The Midas Touch is a 2013 Hong Kong comedy film directed by Andrew Fung and starring Chapman To and Charlene Choi as talent managers.

Plot
Successful debt collector Chiu takes pity on a group of wannabe pop starlets when he goes to collect from the agency they are signed with. Naively thinking that he can do a better job in launching their careers, Chiu takes over the company in lieu of the debt but starts to realize he may have overextended himself.

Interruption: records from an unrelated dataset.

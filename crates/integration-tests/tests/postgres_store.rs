//! Cart, checkout, and restock rules as `PostgreSQL` enforces them.
//!
//! These tests require a running `PostgreSQL` server named by
//! `DATABASE_URL`. Each test gets its own database with the storefront
//! migrations applied.
//!
//! Run with: `cargo test -p musicshop-integration-tests -- --include-ignored`

#![allow(clippy::unwrap_used, clippy::indexing_slicing)]

use rust_decimal::Decimal;
use sqlx::PgPool;

use musicshop_core::{CartError, CartOwner, CartToken, ProductRef, Quantity, UserId};
use musicshop_integration_tests::{album, pickup_details, register, seeded_pg_store};
use musicshop_storefront::db::{CartStore, CustomerStore, PgStore, RepositoryError};
use musicshop_storefront::services::{
    CartService, CheckoutService, Identity, InventoryService, ShopError, WishlistService,
};

async fn cart_count(store: &PgStore) -> i64 {
    let (count,): (i64,) = sqlx::query_as("SELECT COUNT(*) FROM shop.cart")
        .fetch_one(store.pool())
        .await
        .unwrap();
    count
}

// ============================================================================
// Restock
// ============================================================================

#[sqlx::test(migrations = "../storefront/migrations")]
#[ignore = "Requires a running PostgreSQL database (DATABASE_URL)"]
async fn test_restock_notifies_each_wisher_once(pool: PgPool) {
    let store = seeded_pg_store(pool).await;
    let zvezda = album(&store, "kino", "zvezda-po-imeni-solntse").await;
    let wishlist = WishlistService::new(&store);

    let mut wishers = Vec::new();
    for email in ["first@example.com", "second@example.com"] {
        let user = register(&store, email).await;
        let (customer, _) = store.ensure_customer(user.id).await.unwrap();
        assert!(wishlist.add(customer.id, zvezda.id).await.unwrap());
        wishers.push(customer.id);
    }

    let inventory = InventoryService::new(&store);
    let mut update = inventory.set_stock(zvezda.id, 5).await.unwrap();
    assert!(update.transition.is_restock());
    assert!(!update.album.out_of_stock);
    update.notified.sort();
    assert_eq!(update.notified, wishers);

    for customer in &wishers {
        let feed = wishlist.unread_with_albums(*customer).await.unwrap();
        assert_eq!(feed.len(), 1);
        let (notification, linked) = &feed[0];
        assert_eq!(notification.album_id, Some(zvezda.id));
        assert_eq!(notification.text, "Kino - Zvezda po imeni Solntse is back in stock!");
        assert_eq!(linked.as_ref().unwrap().slug, "zvezda-po-imeni-solntse");
        assert!(wishlist.albums(*customer).await.unwrap().is_empty());
    }

    // Positive to positive is not a restock.
    let update = inventory.set_stock(zvezda.id, 3).await.unwrap();
    assert!(update.notified.is_empty());
    let (total,): (i64,) = sqlx::query_as("SELECT COUNT(*) FROM shop.notification")
        .fetch_one(store.pool())
        .await
        .unwrap();
    assert_eq!(total, 2);
}

// ============================================================================
// Cart identity
// ============================================================================

#[sqlx::test(migrations = "../storefront/migrations")]
#[ignore = "Requires a running PostgreSQL database (DATABASE_URL)"]
async fn test_merge_sums_lines_and_deletes_anonymous_cart(pool: PgPool) {
    let store = seeded_pg_store(pool).await;
    let carts = CartService::new(&store);
    let krovi = ProductRef::Album(album(&store, "kino", "gruppa-krovi").await.id);
    let oktyabr = ProductRef::Album(album(&store, "ddt", "oktyabr").await.id);

    let mut visitor = carts.resolve(&Identity::Anonymous(None)).await.unwrap();
    let token = visitor.issued_token.clone().unwrap();
    carts
        .add_item(&mut visitor.cart, krovi, Quantity::new(2).unwrap())
        .await
        .unwrap();
    carts
        .add_item(&mut visitor.cart, oktyabr, Quantity::ONE)
        .await
        .unwrap();

    let user = register(&store, "fan@example.com").await;
    let mut own = carts
        .resolve(&Identity::Authenticated(user.id))
        .await
        .unwrap();
    carts
        .add_item(&mut own.cart, krovi, Quantity::ONE)
        .await
        .unwrap();

    let merged = carts.merge_anonymous(user.id, &token).await.unwrap();
    assert_eq!(merged.id(), own.cart.id());
    assert_eq!(merged.total_items(), 4);
    let quantities: Vec<(ProductRef, u32)> = merged
        .lines()
        .iter()
        .map(|line| (line.product(), line.quantity().get()))
        .collect();
    assert!(quantities.contains(&(krovi, 3)));
    assert!(quantities.contains(&(oktyabr, 1)));

    let reloaded = carts
        .resolve(&Identity::Authenticated(user.id))
        .await
        .unwrap()
        .cart;
    assert_eq!(reloaded.total_items(), 4);
    assert_eq!(reloaded.total_price(), merged.total_price());
    assert_eq!(reloaded.version(), merged.version());
    assert!(store.active_cart_for_token(&token).await.unwrap().is_none());
    assert_eq!(cart_count(&store).await, 1);
}

#[sqlx::test(migrations = "../storefront/migrations")]
#[ignore = "Requires a running PostgreSQL database (DATABASE_URL)"]
async fn test_one_active_cart_per_identity(pool: PgPool) {
    let store = seeded_pg_store(pool).await;
    let user = register(&store, "owner@example.com").await;
    let (customer, _) = store.ensure_customer(user.id).await.unwrap();

    let owner = CartOwner::Customer(customer.id);
    let mut first = store.create_cart(&owner).await.unwrap();
    assert!(matches!(
        store.create_cart(&owner).await,
        Err(RepositoryError::Conflict(_))
    ));

    let anonymous = CartOwner::Anonymous(CartToken::generate());
    store.create_cart(&anonymous).await.unwrap();
    assert!(matches!(
        store.create_cart(&anonymous).await,
        Err(RepositoryError::Conflict(_))
    ));

    // An ordered cart no longer counts as active.
    let krovi = ProductRef::Album(album(&store, "kino", "gruppa-krovi").await.id);
    CartService::new(&store)
        .add_item(&mut first, krovi, Quantity::ONE)
        .await
        .unwrap();
    CheckoutService::new(&store)
        .place_order(&customer, &mut first, pickup_details())
        .await
        .unwrap();
    let second = store.create_cart(&owner).await.unwrap();
    assert_ne!(second.id(), first.id());
}

#[sqlx::test(migrations = "../storefront/migrations")]
#[ignore = "Requires a running PostgreSQL database (DATABASE_URL)"]
async fn test_stale_version_is_a_conflict(pool: PgPool) {
    let store = seeded_pg_store(pool).await;
    let carts = CartService::new(&store);
    let krovi = ProductRef::Album(album(&store, "kino", "gruppa-krovi").await.id);

    let resolved = carts.resolve(&Identity::Anonymous(None)).await.unwrap();
    let token = resolved.issued_token.unwrap();
    let mut first = resolved.cart.clone();
    let mut second = resolved.cart;

    carts.add_item(&mut first, krovi, Quantity::ONE).await.unwrap();
    assert_eq!(first.version(), second.version() + 1);

    let err = carts
        .add_item(&mut second, krovi, Quantity::ONE)
        .await
        .unwrap_err();
    assert!(err.is_conflict());

    let stored = store.active_cart_for_token(&token).await.unwrap().unwrap();
    assert_eq!(stored.total_items(), 1);
    assert_eq!(stored.version(), first.version());
}

#[sqlx::test(migrations = "../storefront/migrations")]
#[ignore = "Requires a running PostgreSQL database (DATABASE_URL)"]
async fn test_read_only_lookup_creates_no_cart(pool: PgPool) {
    let store = seeded_pg_store(pool).await;
    let carts = CartService::new(&store);

    assert!(carts.peek(&Identity::Anonymous(None)).await.unwrap().is_none());
    assert!(
        carts
            .peek(&Identity::Anonymous(Some(CartToken::generate())))
            .await
            .unwrap()
            .is_none()
    );
    assert_eq!(cart_count(&store).await, 0);
}

#[sqlx::test(migrations = "../storefront/migrations")]
#[ignore = "Requires a running PostgreSQL database (DATABASE_URL)"]
async fn test_largest_line_is_stored_exactly(pool: PgPool) {
    let store = seeded_pg_store(pool).await;
    let krovi = album(&store, "kino", "gruppa-krovi").await;
    sqlx::query("UPDATE shop.album SET price = 9999999.99 WHERE id = $1")
        .bind(krovi.id)
        .execute(store.pool())
        .await
        .unwrap();

    let carts = CartService::new(&store);
    let mut resolved = carts.resolve(&Identity::Anonymous(None)).await.unwrap();
    carts
        .add_item(
            &mut resolved.cart,
            ProductRef::Album(krovi.id),
            Quantity::new(Quantity::MAX).unwrap(),
        )
        .await
        .unwrap();

    let token = resolved.issued_token.unwrap();
    let stored = store.active_cart_for_token(&token).await.unwrap().unwrap();
    assert_eq!(stored.total_price(), Decimal::new(99_989_999_900_01, 2));
    assert_eq!(stored.lines()[0].line_total(), stored.total_price());
}

// ============================================================================
// Customers and checkout
// ============================================================================

#[sqlx::test(migrations = "../storefront/migrations")]
#[ignore = "Requires a running PostgreSQL database (DATABASE_URL)"]
async fn test_ensure_customer_creates_once(pool: PgPool) {
    let store = PgStore::new(pool);
    let (user,): (UserId,) = sqlx::query_as(
        "INSERT INTO shop.app_user (email, password_hash) VALUES ('plain@example.com', 'hash') RETURNING id",
    )
    .fetch_one(store.pool())
    .await
    .unwrap();

    let (first, created) = store.ensure_customer(user).await.unwrap();
    assert!(created);
    assert_eq!(first.user_id, user);

    let (second, created) = store.ensure_customer(user).await.unwrap();
    assert!(!created);
    assert_eq!(second.id, first.id);

    assert!(matches!(
        store.ensure_customer(UserId::new(9_999)).await,
        Err(RepositoryError::NotFound)
    ));
}

#[sqlx::test(migrations = "../storefront/migrations")]
#[ignore = "Requires a running PostgreSQL database (DATABASE_URL)"]
async fn test_checkout_freezes_cart_in_storage(pool: PgPool) {
    let store = seeded_pg_store(pool).await;
    let carts = CartService::new(&store);
    let checkout = CheckoutService::new(&store);
    let krovi = ProductRef::Album(album(&store, "kino", "gruppa-krovi").await.id);

    let user = register(&store, "buyer@example.com").await;
    let mut resolved = carts
        .resolve(&Identity::Authenticated(user.id))
        .await
        .unwrap();
    carts
        .add_item(&mut resolved.cart, krovi, Quantity::new(2).unwrap())
        .await
        .unwrap();
    let customer = resolved.customer.clone().unwrap();
    let mut stale = resolved.cart.clone();

    let order = checkout
        .place_order(&customer, &mut resolved.cart, pickup_details())
        .await
        .unwrap();
    assert_eq!(order.cart_id, resolved.cart.id());
    assert!(resolved.cart.is_in_order());

    let err = carts
        .add_item(&mut resolved.cart, krovi, Quantity::ONE)
        .await
        .unwrap_err();
    assert!(matches!(err, ShopError::Cart(CartError::FrozenCart(_))));
    let err = carts
        .add_item(&mut stale, krovi, Quantity::ONE)
        .await
        .unwrap_err();
    assert!(matches!(err, ShopError::Cart(CartError::FrozenCart(_))));
    let err = checkout
        .place_order(&customer, &mut stale, pickup_details())
        .await
        .unwrap_err();
    assert!(matches!(err, ShopError::Cart(CartError::FrozenCart(_))));

    let (in_order, version, total_items): (bool, i32, i32) =
        sqlx::query_as("SELECT in_order, version, total_items FROM shop.cart WHERE id = $1")
            .bind(resolved.cart.id())
            .fetch_one(store.pool())
            .await
            .unwrap();
    assert!(in_order);
    assert_eq!(version, resolved.cart.version());
    assert_eq!(total_items, 2);
    assert_eq!(checkout.orders_for(&customer).await.unwrap().len(), 1);

    let next = carts
        .resolve(&Identity::Authenticated(user.id))
        .await
        .unwrap()
        .cart;
    assert_ne!(next.id(), resolved.cart.id());
    assert!(next.is_empty());
}
//! Catalog pages: genres, artists, and albums.

use askama::Template;
use askama_web::WebTemplate;
use axum::extract::{Path, State};
use tracing::instrument;

use musicshop_core::{Album, Artist, Genre, Purchasable};

use crate::error::Result;
use crate::middleware::OptionalAuth;
use crate::models::CurrentUser;
use crate::services::CatalogService;
use crate::state::AppState;

/// Album display data for templates.
#[derive(Clone)]
pub struct AlbumCard {
    pub id: i32,
    /// `kind:id`, posted back by the add-to-cart form.
    pub product: String,
    pub name: String,
    pub artist_name: String,
    pub url: String,
    pub price: String,
    pub media_type: String,
    pub release_year: String,
    pub out_of_stock: bool,
}

impl AlbumCard {
    pub fn new(album: &Album, state: &AppState) -> Self {
        Self {
            id: album.id.as_i32(),
            product: album.product_ref().to_string(),
            name: album.name.clone(),
            artist_name: album.artist_name.clone(),
            url: album.url_path(),
            price: state.price(album.price),
            media_type: album.media_type.name.clone(),
            release_year: album.release_date.format("%Y").to_string(),
            out_of_stock: album.out_of_stock,
        }
    }

    pub fn list(albums: &[Album], state: &AppState) -> Vec<Self> {
        albums.iter().map(|album| Self::new(album, state)).collect()
    }
}

/// Artist display data for templates.
#[derive(Clone)]
pub struct ArtistCard {
    pub name: String,
    pub url: String,
    pub genre: String,
}

impl From<&Artist> for ArtistCard {
    fn from(artist: &Artist) -> Self {
        Self {
            name: artist.name.clone(),
            url: format!("/artists/{}", artist.slug),
            genre: artist.genre.name.clone(),
        }
    }
}

/// Genre link data for templates.
#[derive(Clone)]
pub struct GenreLink {
    pub name: String,
    pub url: String,
}

impl From<&Genre> for GenreLink {
    fn from(genre: &Genre) -> Self {
        Self {
            name: genre.name.clone(),
            url: format!("/genres/{}", genre.slug),
        }
    }
}

#[derive(Template, WebTemplate)]
#[template(path = "catalog/genre.html")]
pub struct GenreTemplate {
    pub user: Option<CurrentUser>,
    pub genre: GenreLink,
    pub artists: Vec<ArtistCard>,
}

#[derive(Template, WebTemplate)]
#[template(path = "catalog/artist.html")]
pub struct ArtistTemplate {
    pub user: Option<CurrentUser>,
    pub artist: ArtistCard,
    pub genre: GenreLink,
    pub members: Vec<String>,
    pub albums: Vec<AlbumCard>,
}

#[derive(Template, WebTemplate)]
#[template(path = "catalog/album.html")]
pub struct AlbumTemplate {
    pub user: Option<CurrentUser>,
    pub album: AlbumCard,
    pub artist_url: String,
    pub description: String,
    pub tracks: Vec<String>,
}

/// Artists in a genre.
#[instrument(skip(state, user))]
pub async fn genre(
    State(state): State<AppState>,
    OptionalAuth(user): OptionalAuth,
    Path(slug): Path<String>,
) -> Result<GenreTemplate> {
    let (genre, artists) = CatalogService::new(state.store()).genre(&slug).await?;
    Ok(GenreTemplate {
        user,
        genre: GenreLink::from(&genre),
        artists: artists.iter().map(ArtistCard::from).collect(),
    })
}

/// Artist detail with members and albums.
#[instrument(skip(state, user))]
pub async fn artist(
    State(state): State<AppState>,
    OptionalAuth(user): OptionalAuth,
    Path(artist_slug): Path<String>,
) -> Result<ArtistTemplate> {
    let (artist, albums) = CatalogService::new(state.store())
        .artist(&artist_slug)
        .await?;
    Ok(ArtistTemplate {
        user,
        genre: GenreLink::from(&artist.genre),
        members: artist.members.iter().map(|m| m.name.clone()).collect(),
        artist: ArtistCard::from(&artist),
        albums: AlbumCard::list(&albums, &state),
    })
}

/// Album detail.
#[instrument(skip(state, user))]
pub async fn album(
    State(state): State<AppState>,
    OptionalAuth(user): OptionalAuth,
    Path((artist_slug, album_slug)): Path<(String, String)>,
) -> Result<AlbumTemplate> {
    let album = CatalogService::new(state.store())
        .album(&artist_slug, &album_slug)
        .await?;
    Ok(AlbumTemplate {
        user,
        artist_url: format!("/artists/{}", album.artist_slug),
        description: album.description.clone(),
        tracks: album.tracks().map(String::from).collect(),
        album: AlbumCard::new(&album, &state),
    })
}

Hoping that things might change with a strategic approach, he hires experienced talent manager Suen but with money running low and the company on the brink of bankruptcy, a dejected Chiu is soon ready to admit that his Midas touch has run out until a Korean showbiz entity expresses interest in the girls.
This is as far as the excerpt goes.